> [EXERCISE AIM]:
Every line below that carries the word "path" needs to be copied.

*** GIVEN RECORDS Section Begins ***

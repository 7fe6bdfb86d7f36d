//! Results store abstraction
//!
//! Model output is organised as one record per variable per year. The
//! [`ResultsSource`] trait is the seam between the data accessor and the
//! storage format: [`crate::netcdf_io::NetCDFResults`] reads FESOM2 NetCDF
//! files, [`MemoryResults`] keeps records in memory.

use crate::errors::{FesomError, Result};
use crate::field::{Dim, Field};
use ndarray::ArrayD;
use serde_json::Value as JsonValue;
use std::collections::HashMap;
use std::fmt;
use std::path::PathBuf;

/// Description of one stored record, available without reading its values
#[derive(Debug, Clone, PartialEq)]
pub struct RecordInfo {
    pub variable: String,
    pub year: i32,
    /// Axes in stored order
    pub dims: Vec<Dim>,
    pub shape: Vec<usize>,
    /// Time coordinate values, when the record has a time axis
    pub time: Option<Vec<f64>>,
    pub attributes: HashMap<String, JsonValue>,
}

impl RecordInfo {
    pub fn len_of(&self, dim: Dim) -> Option<usize> {
        self.dims
            .iter()
            .position(|&d| d == dim)
            .map(|axis| self.shape[axis])
    }
}

/// Read access to a results store
pub trait ResultsSource: fmt::Debug + Send + Sync {
    /// Describe the record of `variable` for `year`
    ///
    /// # Errors
    ///
    /// Returns `NotFound` when there is no such record.
    fn describe(&self, variable: &str, year: i32) -> Result<RecordInfo>;

    /// Read all values of the record, in stored axis order, with missing
    /// values as `NaN`
    ///
    /// # Errors
    ///
    /// Returns `NotFound` when there is no such record, or a storage error.
    fn read(&self, variable: &str, year: i32) -> Result<ArrayD<f64>>;
}

/// Results kept in memory, mostly for tests and synthetic data
#[derive(Debug, Default, Clone)]
pub struct MemoryResults {
    records: HashMap<(String, i32), (RecordInfo, ArrayD<f64>)>,
}

impl MemoryResults {
    pub fn new() -> Self {
        Self::default()
    }

    /// Store `field` as the record of `variable` for `year`
    pub fn insert(&mut self, variable: &str, year: i32, field: Field) {
        let info = RecordInfo {
            variable: variable.to_string(),
            year,
            dims: field.dims().to_vec(),
            shape: field.shape().to_vec(),
            time: field.time().map(<[f64]>::to_vec),
            attributes: HashMap::new(),
        };
        self.records
            .insert((variable.to_string(), year), (info, field.into_values()));
    }

    fn get(&self, variable: &str, year: i32) -> Result<&(RecordInfo, ArrayD<f64>)> {
        self.records
            .get(&(variable.to_string(), year))
            .ok_or_else(|| FesomError::NotFound {
                variable: variable.to_string(),
                year,
                path: PathBuf::from(format!("memory:{variable}/{year}")),
            })
    }
}

impl ResultsSource for MemoryResults {
    fn describe(&self, variable: &str, year: i32) -> Result<RecordInfo> {
        Ok(self.get(variable, year)?.0.clone())
    }

    fn read(&self, variable: &str, year: i32) -> Result<ArrayD<f64>> {
        Ok(self.get(variable, year)?.1.clone())
    }
}
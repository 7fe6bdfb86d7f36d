//! Field samples on the mesh
//!
//! Every diagnostic works on one canonical representation, [`Field`]: an
//! owned `ArrayD<f64>` whose axes are tagged with [`Dim`] and ordered
//! `time, depth, node`. Missing values are `NaN`.
//!
//! [`DataArray`] is the labeled form handed out by the data accessor. Its
//! values are loaded on first access. Raw `ndarray` arrays are accepted too;
//! their axes are inferred from the number of dimensions. The [`AsField`]
//! trait turns any of these into a private [`Field`] copy, so diagnostics
//! never touch the caller's array.

use crate::errors::{FesomError, Result};
use crate::mesh::Mesh;
use ndarray::{Array, ArrayD, Axis, Dimension, IxDyn};
use serde_json::Value as JsonValue;
use std::collections::HashMap;
use std::fmt;
use std::sync::{Arc, OnceLock};

/// Named axis of a field
#[derive(Debug, Clone, Copy, PartialEq, Eq, Hash, PartialOrd, Ord)]
pub enum Dim {
    Time,
    Depth,
    Node,
}

impl Dim {
    /// Map a NetCDF dimension name onto a field axis
    pub fn from_name(name: &str) -> Option<Self> {
        match name {
            "time" | "t" => Some(Self::Time),
            "nz1" | "nz" | "nz_1" | "depth" | "level" => Some(Self::Depth),
            "nod2" | "nod2d" | "nod_n" | "node" | "nodes" => Some(Self::Node),
            _ => None,
        }
    }

    #[must_use]
    pub const fn as_str(self) -> &'static str {
        match self {
            Self::Time => "time",
            Self::Depth => "depth",
            Self::Node => "node",
        }
    }
}

impl fmt::Display for Dim {
    fn fmt(&self, f: &mut fmt::Formatter<'_>) -> fmt::Result {
        f.write_str(self.as_str())
    }
}

/// Canonical numeric field with explicit dimension metadata
#[derive(Debug, Clone, PartialEq)]
pub struct Field {
    values: ArrayD<f64>,
    dims: Vec<Dim>,
    time: Option<Vec<f64>>,
}

impl Field {
    /// Wrap `values` whose axes are `dims`, in that order
    ///
    /// # Errors
    ///
    /// Fails when the number of dims does not match the array or a dim repeats.
    pub fn new(values: ArrayD<f64>, dims: Vec<Dim>) -> Result<Self> {
        if values.ndim() != dims.len() {
            return Err(FesomError::dimensionality(
                "field",
                format!(
                    "{} dimension names for an array with {} dimensions",
                    dims.len(),
                    values.ndim()
                ),
            ));
        }
        let mut sorted = dims.clone();
        sorted.sort();
        sorted.dedup();
        if sorted.len() != dims.len() {
            return Err(FesomError::dimensionality(
                "field",
                format!("repeated dimension in {}", describe_dims(&dims)),
            ));
        }
        Ok(Self {
            values,
            dims,
            time: None,
        })
    }

    /// Attach time coordinate values
    ///
    /// # Errors
    ///
    /// Fails when the field has no time axis or the lengths differ.
    pub fn with_time(mut self, time: Vec<f64>) -> Result<Self> {
        let ntime = self
            .len_of(Dim::Time)
            .ok_or_else(|| FesomError::dimensionality("field", "time values without a time axis"))?;
        if ntime != time.len() {
            return Err(FesomError::shape("time coordinate", ntime, time.len()));
        }
        self.time = Some(time);
        Ok(self)
    }

    pub fn values(&self) -> &ArrayD<f64> {
        &self.values
    }

    pub fn into_values(self) -> ArrayD<f64> {
        self.values
    }

    pub fn dims(&self) -> &[Dim] {
        &self.dims
    }

    pub fn time(&self) -> Option<&[f64]> {
        self.time.as_deref()
    }

    pub fn shape(&self) -> &[usize] {
        self.values.shape()
    }

    pub fn axis(&self, dim: Dim) -> Option<usize> {
        self.dims.iter().position(|&d| d == dim)
    }

    pub fn has(&self, dim: Dim) -> bool {
        self.axis(dim).is_some()
    }

    pub fn len_of(&self, dim: Dim) -> Option<usize> {
        self.axis(dim).map(|axis| self.values.len_of(Axis(axis)))
    }

    /// Reorder the axes to `time, depth, node`
    #[must_use]
    pub fn canonical(self) -> Self {
        let mut order: Vec<usize> = (0..self.dims.len()).collect();
        order.sort_by_key(|&i| self.dims[i]);
        if order.iter().enumerate().all(|(i, &o)| i == o) {
            return self;
        }
        let dims = order.iter().map(|&i| self.dims[i]).collect();
        let values = self
            .values
            .permuted_axes(IxDyn(&order))
            .as_standard_layout()
            .into_owned();
        Self {
            values,
            dims,
            time: self.time,
        }
    }

    /// Add a leading time axis of length one when the field has none
    #[must_use]
    pub fn with_time_axis(self) -> Self {
        if self.has(Dim::Time) {
            return self;
        }
        let mut dims = Vec::with_capacity(self.dims.len() + 1);
        dims.push(Dim::Time);
        dims.extend_from_slice(&self.dims);
        Self {
            values: self.values.insert_axis(Axis(0)),
            dims,
            time: None,
        }
    }

    /// Number of time steps, one for fields without a time axis
    pub fn ntime(&self) -> usize {
        self.len_of(Dim::Time).unwrap_or(1)
    }

    /// Check that the node axis exists and matches the mesh
    ///
    /// # Errors
    ///
    /// Returns `ShapeMismatch` when the node count differs from the mesh.
    pub fn check_nodes(&self, mesh: &Mesh) -> Result<()> {
        match self.len_of(Dim::Node) {
            Some(n) if n == mesh.n2d => Ok(()),
            Some(n) => Err(FesomError::shape("mesh nodes", mesh.n2d, n)),
            None => Err(FesomError::dimensionality(
                "field",
                format!("no node dimension in {}", describe_dims(&self.dims)),
            )),
        }
    }
}

pub(crate) fn describe_dims(dims: &[Dim]) -> String {
    let names: Vec<&str> = dims.iter().map(|d| d.as_str()).collect();
    format!("({})", names.join(", "))
}

type Loader = Arc<dyn Fn() -> Result<ArrayD<f64>> + Send + Sync>;

/// Labeled array: values plus dimension names, time coordinate and attributes
///
/// Values are loaded at most once, on first access.
#[derive(Clone)]
pub struct DataArray {
    pub name: String,
    pub attrs: HashMap<String, JsonValue>,
    dims: Vec<Dim>,
    shape: Vec<usize>,
    time: Option<Vec<f64>>,
    values: OnceLock<ArrayD<f64>>,
    loader: Option<Loader>,
}

impl fmt::Debug for DataArray {
    fn fmt(&self, f: &mut fmt::Formatter<'_>) -> fmt::Result {
        f.debug_struct("DataArray")
            .field("name", &self.name)
            .field("dims", &self.dims)
            .field("shape", &self.shape)
            .field("loaded", &self.is_loaded())
            .finish()
    }
}

impl DataArray {
    /// Labeled view of an already materialized field
    pub fn from_field(name: impl Into<String>, field: Field) -> Self {
        let shape = field.shape().to_vec();
        let Field { values, dims, time } = field;
        Self {
            name: name.into(),
            attrs: HashMap::new(),
            dims,
            shape,
            time,
            values: OnceLock::from(values),
            loader: None,
        }
    }

    /// Labeled array whose values are produced by `loader` on first access
    ///
    /// `loader` must return an array of exactly `shape`.
    pub fn lazy(
        name: impl Into<String>,
        dims: Vec<Dim>,
        shape: Vec<usize>,
        time: Option<Vec<f64>>,
        loader: impl Fn() -> Result<ArrayD<f64>> + Send + Sync + 'static,
    ) -> Self {
        Self {
            name: name.into(),
            attrs: HashMap::new(),
            dims,
            shape,
            time,
            values: OnceLock::new(),
            loader: Some(Arc::new(loader)),
        }
    }

    #[must_use]
    pub fn with_attrs(mut self, attrs: HashMap<String, JsonValue>) -> Self {
        self.attrs = attrs;
        self
    }

    pub fn dims(&self) -> &[Dim] {
        &self.dims
    }

    pub fn shape(&self) -> &[usize] {
        &self.shape
    }

    pub fn time(&self) -> Option<&[f64]> {
        self.time.as_deref()
    }

    pub fn is_loaded(&self) -> bool {
        self.values.get().is_some()
    }

    /// Load the values if needed and return them
    ///
    /// # Errors
    ///
    /// Propagates the loader's error, or `ShapeMismatch` if it returned an
    /// array of the wrong shape.
    pub fn load(&self) -> Result<&ArrayD<f64>> {
        if let Some(values) = self.values.get() {
            return Ok(values);
        }
        let loader = self.loader.as_ref().ok_or_else(|| {
            FesomError::InvalidArgument(format!("data array '{}' has no values", self.name))
        })?;
        let values = loader()?;
        if values.shape() != self.shape.as_slice() {
            return Err(FesomError::shape(
                format!("elements of '{}'", self.name),
                self.shape.iter().product(),
                values.len(),
            ));
        }
        Ok(self.values.get_or_init(|| values))
    }

    /// Materialize into a plain array
    ///
    /// # Errors
    ///
    /// Propagates load errors.
    pub fn compute(self) -> Result<ArrayD<f64>> {
        self.load()?;
        match self.values.into_inner() {
            Some(values) => Ok(values),
            None => Err(FesomError::InvalidArgument(
                "data array lost its values".to_string(),
            )),
        }
    }

    /// Copy into the canonical representation
    ///
    /// # Errors
    ///
    /// Propagates load errors.
    pub fn to_field(&self) -> Result<Field> {
        let field = Field::new(self.load()?.clone(), self.dims.clone())?;
        match &self.time {
            Some(time) if field.has(Dim::Time) => field.with_time(time.clone()),
            _ => Ok(field),
        }
    }
}

/// Output of the data accessor: labeled (lazy) or raw (materialized)
#[derive(Debug, Clone)]
pub enum FieldData {
    Labeled(DataArray),
    Raw(ArrayD<f64>),
}

impl FieldData {
    pub fn shape(&self) -> &[usize] {
        match self {
            Self::Labeled(da) => da.shape(),
            Self::Raw(values) => values.shape(),
        }
    }

    pub fn is_labeled(&self) -> bool {
        matches!(self, Self::Labeled(_))
    }

    /// Materialize into a plain array in canonical axis order
    ///
    /// # Errors
    ///
    /// Propagates load errors of a labeled array.
    pub fn into_array(self) -> Result<ArrayD<f64>> {
        match self {
            Self::Labeled(da) => Ok(da.to_field()?.canonical().into_values()),
            Self::Raw(values) => Ok(values),
        }
    }
}

/// Anything a diagnostic can consume as a field on a mesh
pub trait AsField {
    /// Produce an owned, canonical copy checked against `mesh`
    ///
    /// # Errors
    ///
    /// Returns `ShapeMismatch` when the node axis does not match the mesh and
    /// `InvalidDimensionality` when the axes cannot be identified.
    fn to_field(&self, mesh: &Mesh) -> Result<Field>;
}

impl AsField for Field {
    fn to_field(&self, mesh: &Mesh) -> Result<Field> {
        let field = self.clone().canonical();
        field.check_nodes(mesh)?;
        Ok(field)
    }
}

impl AsField for DataArray {
    fn to_field(&self, mesh: &Mesh) -> Result<Field> {
        let field = DataArray::to_field(self)?.canonical();
        field.check_nodes(mesh)?;
        Ok(field)
    }
}

/// Raw arrays carry no names; their axes are read as `(node)`,
/// `(time, node)` or `(time, depth, node)`.
impl<D: Dimension> AsField for Array<f64, D> {
    fn to_field(&self, mesh: &Mesh) -> Result<Field> {
        let dims = match self.ndim() {
            1 => vec![Dim::Node],
            2 => vec![Dim::Time, Dim::Node],
            3 => vec![Dim::Time, Dim::Depth, Dim::Node],
            n => {
                return Err(FesomError::dimensionality(
                    "raw array",
                    format!("expected 1 to 3 dimensions, got {n}"),
                ))
            }
        };
        let field = Field::new(self.to_owned().into_dyn(), dims)?;
        field.check_nodes(mesh)?;
        Ok(field)
    }
}

impl AsField for FieldData {
    fn to_field(&self, mesh: &Mesh) -> Result<Field> {
        match self {
            Self::Labeled(da) => AsField::to_field(da, mesh),
            Self::Raw(values) => values.to_field(mesh),
        }
    }
}

#[cfg(test)]
mod tests {
    use super::*;
    use ndarray::{array, Array3};
    use std::sync::atomic::{AtomicUsize, Ordering};

    #[test]
    fn canonical_reorders_node_before_depth() {
        // Stored as (time, node, depth), the FESOM2 output layout.
        let values = Array3::from_shape_fn((2, 3, 4), |(t, n, k)| (t * 100 + n * 10 + k) as f64);
        let field = Field::new(values.into_dyn(), vec![Dim::Time, Dim::Node, Dim::Depth])
            .unwrap()
            .canonical();
        assert_eq!(field.dims(), &[Dim::Time, Dim::Depth, Dim::Node]);
        assert_eq!(field.shape(), &[2, 4, 3]);
        assert_eq!(field.values()[[1, 3, 2]], 123.0);
    }

    #[test]
    fn time_axis_added_once() {
        let field = Field::new(array![1.0, 2.0].into_dyn(), vec![Dim::Node]).unwrap();
        let field = field.with_time_axis().with_time_axis();
        assert_eq!(field.dims(), &[Dim::Time, Dim::Node]);
        assert_eq!(field.shape(), &[1, 2]);
    }

    #[test]
    fn repeated_dims_rejected() {
        let err = Field::new(ArrayD::zeros(IxDyn(&[2, 2])), vec![Dim::Node, Dim::Node]);
        assert!(matches!(err, Err(FesomError::InvalidDimensionality { .. })));
    }

    #[test]
    fn lazy_array_loads_once() {
        let calls = Arc::new(AtomicUsize::new(0));
        let counter = Arc::clone(&calls);
        let da = DataArray::lazy("x", vec![Dim::Node], vec![3], None, move || {
            counter.fetch_add(1, Ordering::SeqCst);
            Ok(array![1.0, 2.0, 3.0].into_dyn())
        });
        assert!(!da.is_loaded());
        assert_eq!(da.load().unwrap().sum(), 6.0);
        assert_eq!(da.load().unwrap().sum(), 6.0);
        assert!(da.is_loaded());
        assert_eq!(calls.load(Ordering::SeqCst), 1);
    }

    #[test]
    fn lazy_array_shape_checked() {
        let da = DataArray::lazy("x", vec![Dim::Node], vec![4], None, || {
            Ok(array![1.0, 2.0].into_dyn())
        });
        assert!(matches!(da.load(), Err(FesomError::ShapeMismatch { .. })));
    }
}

*** GIVEN RECORDS Section Ends ***

> [ANSWER AREA]:
use std::path::PathBuf;
                path: PathBuf::from(format!("memory:{variable}/{year}")),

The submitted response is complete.